TRY IT: Whenever a line in the data below includes the string "ConnectivitySupervisor", copy it out.

GIVEN DATA:
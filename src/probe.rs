//! Free-memory gauge.

use std::path::PathBuf;

/// Source of the free-memory gauge read by the heartbeat and the memory monitor.
pub trait SystemProbe: Send + Sync + 'static {
    /// Free memory in bytes, `None` when the gauge is unavailable.
    fn free_memory(&self) -> Option<u64>;
}

/// Reads `MemAvailable` from `/proc/meminfo`.
#[derive(Debug, Clone)]
pub struct HostProbe {
    meminfo: PathBuf,
}

impl HostProbe {
    pub fn new() -> Self {
        Self {
            meminfo: PathBuf::from("/proc/meminfo"),
        }
    }

    /// Reads from another meminfo-formatted file.
    pub fn with_path(path: impl Into<PathBuf>) -> Self {
        Self {
            meminfo: path.into(),
        }
    }
}

impl Default for HostProbe {
    fn default() -> Self {
        Self::new()
    }
}

impl SystemProbe for HostProbe {
    fn free_memory(&self) -> Option<u64> {
        let contents = std::fs::read_to_string(&self.meminfo).ok()?;
        parse_mem_available(&contents)
    }
}

/// Extracts `MemAvailable` (reported in kB) as bytes.
fn parse_mem_available(meminfo: &str) -> Option<u64> {
    let line = meminfo
        .lines()
        .find(|l| l.starts_with("MemAvailable:"))?;
    let kb: u64 = line.split_whitespace().nth(1)?.parse().ok()?;
    kb.checked_mul(1024)
}

#[cfg(test)]
mod tests {
    use super::*;

    const MEMINFO: &str = "\
MemTotal:        8038360 kB
MemFree:          614252 kB
MemAvailable:    5243880 kB
Buffers:          263380 kB
";

    #[test]
    fn parses_mem_available_in_bytes() {
        assert_eq!(parse_mem_available(MEMINFO), Some(5_243_880 * 1024));
        assert_eq!(parse_mem_available("MemFree: 10 kB\n"), None);
        assert_eq!(parse_mem_available("MemAvailable: lots kB\n"), None);
    }

    #[test]
    fn reads_file_and_tolerates_absence() {
        let file = tempfile::NamedTempFile::new().unwrap();
        std::fs::write(file.path(), MEMINFO).unwrap();
        assert_eq!(HostProbe::with_path(file.path()).free_memory(), Some(5_243_880 * 1024));
        assert_eq!(HostProbe::with_path("/nonexistent/meminfo").free_memory(), None);
    }
}
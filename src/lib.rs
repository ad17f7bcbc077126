//! # pirvisor
//!
//! **pirvisor** is a supervised runtime for a binary motion sensor (PIR): it
//! turns raw samples into debounced motion events and periodic health telemetry
//! and delivers them over MQTT through a link and broker that may come and go.
//!
//! The device is a handful of independently scheduled activities sharing a few
//! atomics, plus a connectivity supervisor that owns the only answer to "may I
//! publish now?".
//!
//! ## Architecture
//! ### Overview
//! ```text
//!  MotionInput        SystemProbe         Link            Messaging (MQTT)
//!      │                   │               │  ▲               │  ▲
//!      ▼                   ▼               │  │ reconnect()   │  │ connect()/publish()
//! ┌──────────────┐  ┌───────────────┐      │  │               │  │
//! │MotionActivity│  │StatusHeartbeat│      ▼  │               ▼  │
//! │ EdgeDetector │  │ MemoryMonitor │   mpsc<ConnEvent> ◄─────┘  │
//! │ EventPublish.│  └──────┬────────┘      │                     │
//! └──────┬───────┘         │               ▼                     │
//!        │                 │      ┌───────────────────────┐      │
//!        │   SharedTelemetry      │ ConnectivitySupervisor│──────┘
//!        │   (AtomicU64 x2)       │  transition(s, ev)    │
//!        │                 │      └──────────┬────────────┘
//!        ▼                 ▼                 ▼ set()
//! ┌────────────────────────────────────────────────────────┐
//! │ Outbox: readiness.is_ready()? build() : drop            │◄── Readiness (AtomicU8)
//! └────────────────────────────────────────────────────────┘
//!
//! Everything above publishes Events ──► Bus ──► SubscriberSet ──► LogWriter, AliveTracker
//! ```
//!
//! ### Lifecycle
//! ```text
//! Config::from_env() ──► Runtime::new(&cfg, subscribers)
//!                    ──► DeviceBuilder::new(cfg).with_task(drivers).build(bus, components)
//!                    ──► Runtime::run(device.into_tasks())
//!                           ├─ one TaskActor per task (ActorStarting / ActorStopped)
//!                           └─ SIGINT/SIGTERM ─► cancel ─► wait up to grace
//! ```
//!
//! ## Features
//! | Area              | Description                                             | Key types / traits                                  |
//! |-------------------|---------------------------------------------------------|-----------------------------------------------------|
//! | **Sensor**        | Rising-edge detection with a fixed debounce window      | [`EdgeDetector`], [`MotionInput`], [`FileInput`]     |
//! | **Connectivity**  | Pure two-layer state machine plus its driver            | [`transition`], [`ConnectivitySupervisor`], [`Readiness`] |
//! | **Activities**    | Motion publication, heartbeat, memory monitor          | [`MotionActivity`], [`StatusHeartbeat`], [`MemoryMonitor`] |
//! | **Messaging**     | Ready-gated best-effort publishing over `rumqttc`       | [`Outbox`], [`Messaging`], [`MqttMessaging`]         |
//! | **Subscriber API**| Hook into runtime events (logging, custom exporters)   | [`Subscribe`], [`LogWriter`]                         |
//! | **Runtime**       | Actors, shutdown signals, grace period                  | [`Runtime`], [`Task`], [`Activity`]                  |
//! | **Configuration** | Defaults plus `PIRVISOR_*` environment overrides        | [`Config`]                                           |
//!
//! ## Example
//! ```rust
//! use pirvisor::{ConnAction, ConnEvent, ConnState, transition};
//!
//! let mut state = ConnState::LinkDown;
//! for ev in [ConnEvent::LinkAcquired, ConnEvent::SessionConnected] {
//!     let t = transition(state, &ev);
//!     state = t.next;
//! }
//! assert!(state.is_ready());
//!
//! let t = transition(state, &ConnEvent::LinkLost);
//! assert_eq!(t.next, ConnState::LinkDown);
//! assert!(t.actions.contains(&ConnAction::ReacquireLink));
//! ```
mod activities;
mod clock;
mod config;
mod connectivity;
mod core;
mod error;
mod events;
mod link;
mod messaging;
mod outbox;
mod policies;
mod probe;
mod sensor;
mod subscribers;
mod tasks;
mod telemetry;

// ---- Public re-exports ----

pub use activities::{EventPublisher, MemoryMonitor, MemoryMonitorParams, MotionActivity, StatusHeartbeat};
pub use clock::{Clock, ManualClock, Millis, MonotonicClock, elapsed};
pub use config::{BrokerConfig, Config, Topics};
pub use connectivity::{
    ConnAction, ConnEvent, ConnState, ConnectivityParams, ConnectivitySupervisor, Readiness, Transition,
    transition,
};
pub use core::{Components, Device, DeviceBuilder, Runtime};
pub use error::{ConfigError, PublishError, RuntimeError, SensorError};
pub use events::{Bus, Event, EventKind};
pub use link::{HostLink, HostLinkWatcher, Link};
pub use messaging::{Messaging, MqttDriver, MqttMessaging, OutboundMessage, QoS, payload};
pub use outbox::Outbox;
pub use policies::{BackoffPolicy, JitterPolicy};
pub use probe::{HostProbe, SystemProbe};
pub use sensor::{EdgeDetector, FileInput, MotionEvent, MotionInput, SensorState};
pub use subscribers::{AliveTracker, LogWriter, Subscribe, SubscriberSet};
pub use tasks::{Activity, ActivityActor, Task, TaskBox, TaskFn};
pub use telemetry::{SharedTelemetry, TelemetrySnapshot};
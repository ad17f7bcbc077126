//! # Actor lifecycle tracker with sequence-based ordering.
//!
//! [`AliveTracker`] keeps the set of actors that started and have not stopped
//! yet. The runtime reads it when the shutdown grace period runs out, to name
//! the actors that are stuck.
//!
//! ## Rules
//! - Only `ActorStarting` / `ActorStopped` change the alive state.
//! - Events with `seq <= last_seq` for the same actor are rejected (stale).

use std::collections::HashMap;

use async_trait::async_trait;
use tokio::sync::RwLock;

use crate::events::{Event, EventKind};
use crate::subscribers::Subscribe;

#[derive(Debug, Clone, Copy)]
struct ActorState {
    last_seq: u64,
    alive: bool,
}

/// Thread-safe tracker of alive actors.
#[derive(Debug, Default)]
pub struct AliveTracker {
    state: RwLock<HashMap<String, ActorState>>,
}

impl AliveTracker {
    pub fn new() -> Self {
        Self::default()
    }

    /// Applies a lifecycle event; returns `true` if the alive state changed.
    pub async fn update(&self, ev: &Event) -> bool {
        let alive = match ev.kind {
            EventKind::ActorStarting => true,
            EventKind::ActorStopped => false,
            _ => return false,
        };
        let Some(name) = ev.actor.as_deref() else {
            return false;
        };

        let mut state = self.state.write().await;
        if let Some(prev) = state.get(name) {
            if ev.seq <= prev.last_seq {
                return false;
            }
        }
        let prev = state.insert(
            name.to_string(),
            ActorState {
                last_seq: ev.seq,
                alive,
            },
        );
        prev.map_or(alive, |p| p.alive != alive)
    }

    /// Returns the sorted names of actors currently alive.
    pub async fn snapshot(&self) -> Vec<String> {
        let state = self.state.read().await;
        let mut alive: Vec<String> = state
            .iter()
            .filter(|(_, s)| s.alive)
            .map(|(name, _)| name.clone())
            .collect();
        alive.sort_unstable();
        alive
    }

    pub async fn is_alive(&self, name: &str) -> bool {
        self.state
            .read()
            .await
            .get(name)
            .is_some_and(|s| s.alive)
    }
}

#[async_trait]
impl Subscribe for AliveTracker {
    async fn on_event(&self, event: &Event) {
        self.update(event).await;
    }

    fn name(&self) -> &'static str {
        "alive"
    }
}

#[cfg(test)]
mod tests {
    use super::*;

    #[tokio::test]
    async fn tracks_start_and_stop() {
        let tracker = AliveTracker::new();
        let start = Event::new(EventKind::ActorStarting).with_actor("motion");
        let other = Event::new(EventKind::ActorStarting).with_actor("connectivity");
        let stop = Event::new(EventKind::ActorStopped).with_actor("motion");

        assert!(tracker.update(&start).await);
        assert!(tracker.update(&other).await);
        assert_eq!(tracker.snapshot().await, vec!["connectivity", "motion"]);

        assert!(tracker.update(&stop).await);
        assert!(!tracker.is_alive("motion").await);
        assert_eq!(tracker.snapshot().await, vec!["connectivity"]);
    }

    #[tokio::test]
    async fn stale_events_are_ignored() {
        let tracker = AliveTracker::new();
        let start = Event::new(EventKind::ActorStarting).with_actor("status");
        let stop = Event::new(EventKind::ActorStopped).with_actor("status");

        assert!(!tracker.update(&stop).await);
        assert!(!tracker.update(&start).await, "start is older than the stop already seen");
        assert!(!tracker.is_alive("status").await);
        assert!(!tracker.update(&Event::new(EventKind::LowMemory)).await);
    }
}
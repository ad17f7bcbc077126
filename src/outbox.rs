//! # Ready-gated send path.
//!
//! Every publication of the device goes through [`Outbox`]. It checks
//! [`Readiness`] immediately before building a message, never from a cached
//! value, and discards what cannot be sent:
//!
//! ```text
//! send_with(build) ─┬─ !ready ───────────────► Err(NotReady)     (nothing built)
//!                   └─ ready ─► build() ─► messaging.publish(msg)
//!                                              ├─ Ok
//!                                              └─ Err(Rejected)
//! ```
//!
//! Dropped messages are not queued and not retried. [`Outbox::send_or_drop`]
//! reports the drop on the bus as [`EventKind::PublishDropped`].

use std::sync::Arc;

use crate::connectivity::{ConnState, Readiness};
use crate::error::PublishError;
use crate::events::{Bus, Event, EventKind};
use crate::messaging::{Messaging, OutboundMessage};

/// Shared handle to the messaging capability behind the ready gate.
#[derive(Clone)]
pub struct Outbox {
    messaging: Arc<dyn Messaging>,
    readiness: Readiness,
    bus: Bus,
}

impl Outbox {
    pub fn new(messaging: Arc<dyn Messaging>, readiness: Readiness, bus: Bus) -> Self {
        Self {
            messaging,
            readiness,
            bus,
        }
    }

    /// `true` while link and session are both up.
    #[inline]
    pub fn is_ready(&self) -> bool {
        self.readiness.is_ready()
    }

    /// Current connectivity state, for logs.
    pub fn state(&self) -> ConnState {
        self.readiness.state()
    }

    /// Builds and publishes a message if ready.
    ///
    /// `build` runs only after the ready check passed.
    pub fn send_with<F>(&self, build: F) -> Result<(), PublishError>
    where
        F: FnOnce() -> OutboundMessage,
    {
        if !self.is_ready() {
            return Err(PublishError::NotReady);
        }
        self.messaging.publish(build())
    }

    /// Like [`Outbox::send_with`], but a failure is logged and reported on the bus
    /// instead of returned. Returns `true` if the message was handed over.
    pub fn send_or_drop<F>(&self, topic: &str, build: F) -> bool
    where
        F: FnOnce() -> OutboundMessage,
    {
        match self.send_with(build) {
            Ok(()) => true,
            Err(e) => {
                tracing::debug!(topic, error = %e, "publish dropped");
                self.bus.publish(
                    Event::new(EventKind::PublishDropped)
                        .with_topic(topic)
                        .with_reason(e.as_label()),
                );
                false
            }
        }
    }
}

TASK RESULT:
//!        │   SharedTelemetry      │ ConnectivitySupervisor│──────┘
//! | **Connectivity**  | Pure two-layer state machine plus its driver            | [`transition`], [`ConnectivitySupervisor`], [`Readiness`] |
    ConnAction, ConnEvent, ConnState, ConnectivityParams, ConnectivitySupervisor, Readiness, Transition,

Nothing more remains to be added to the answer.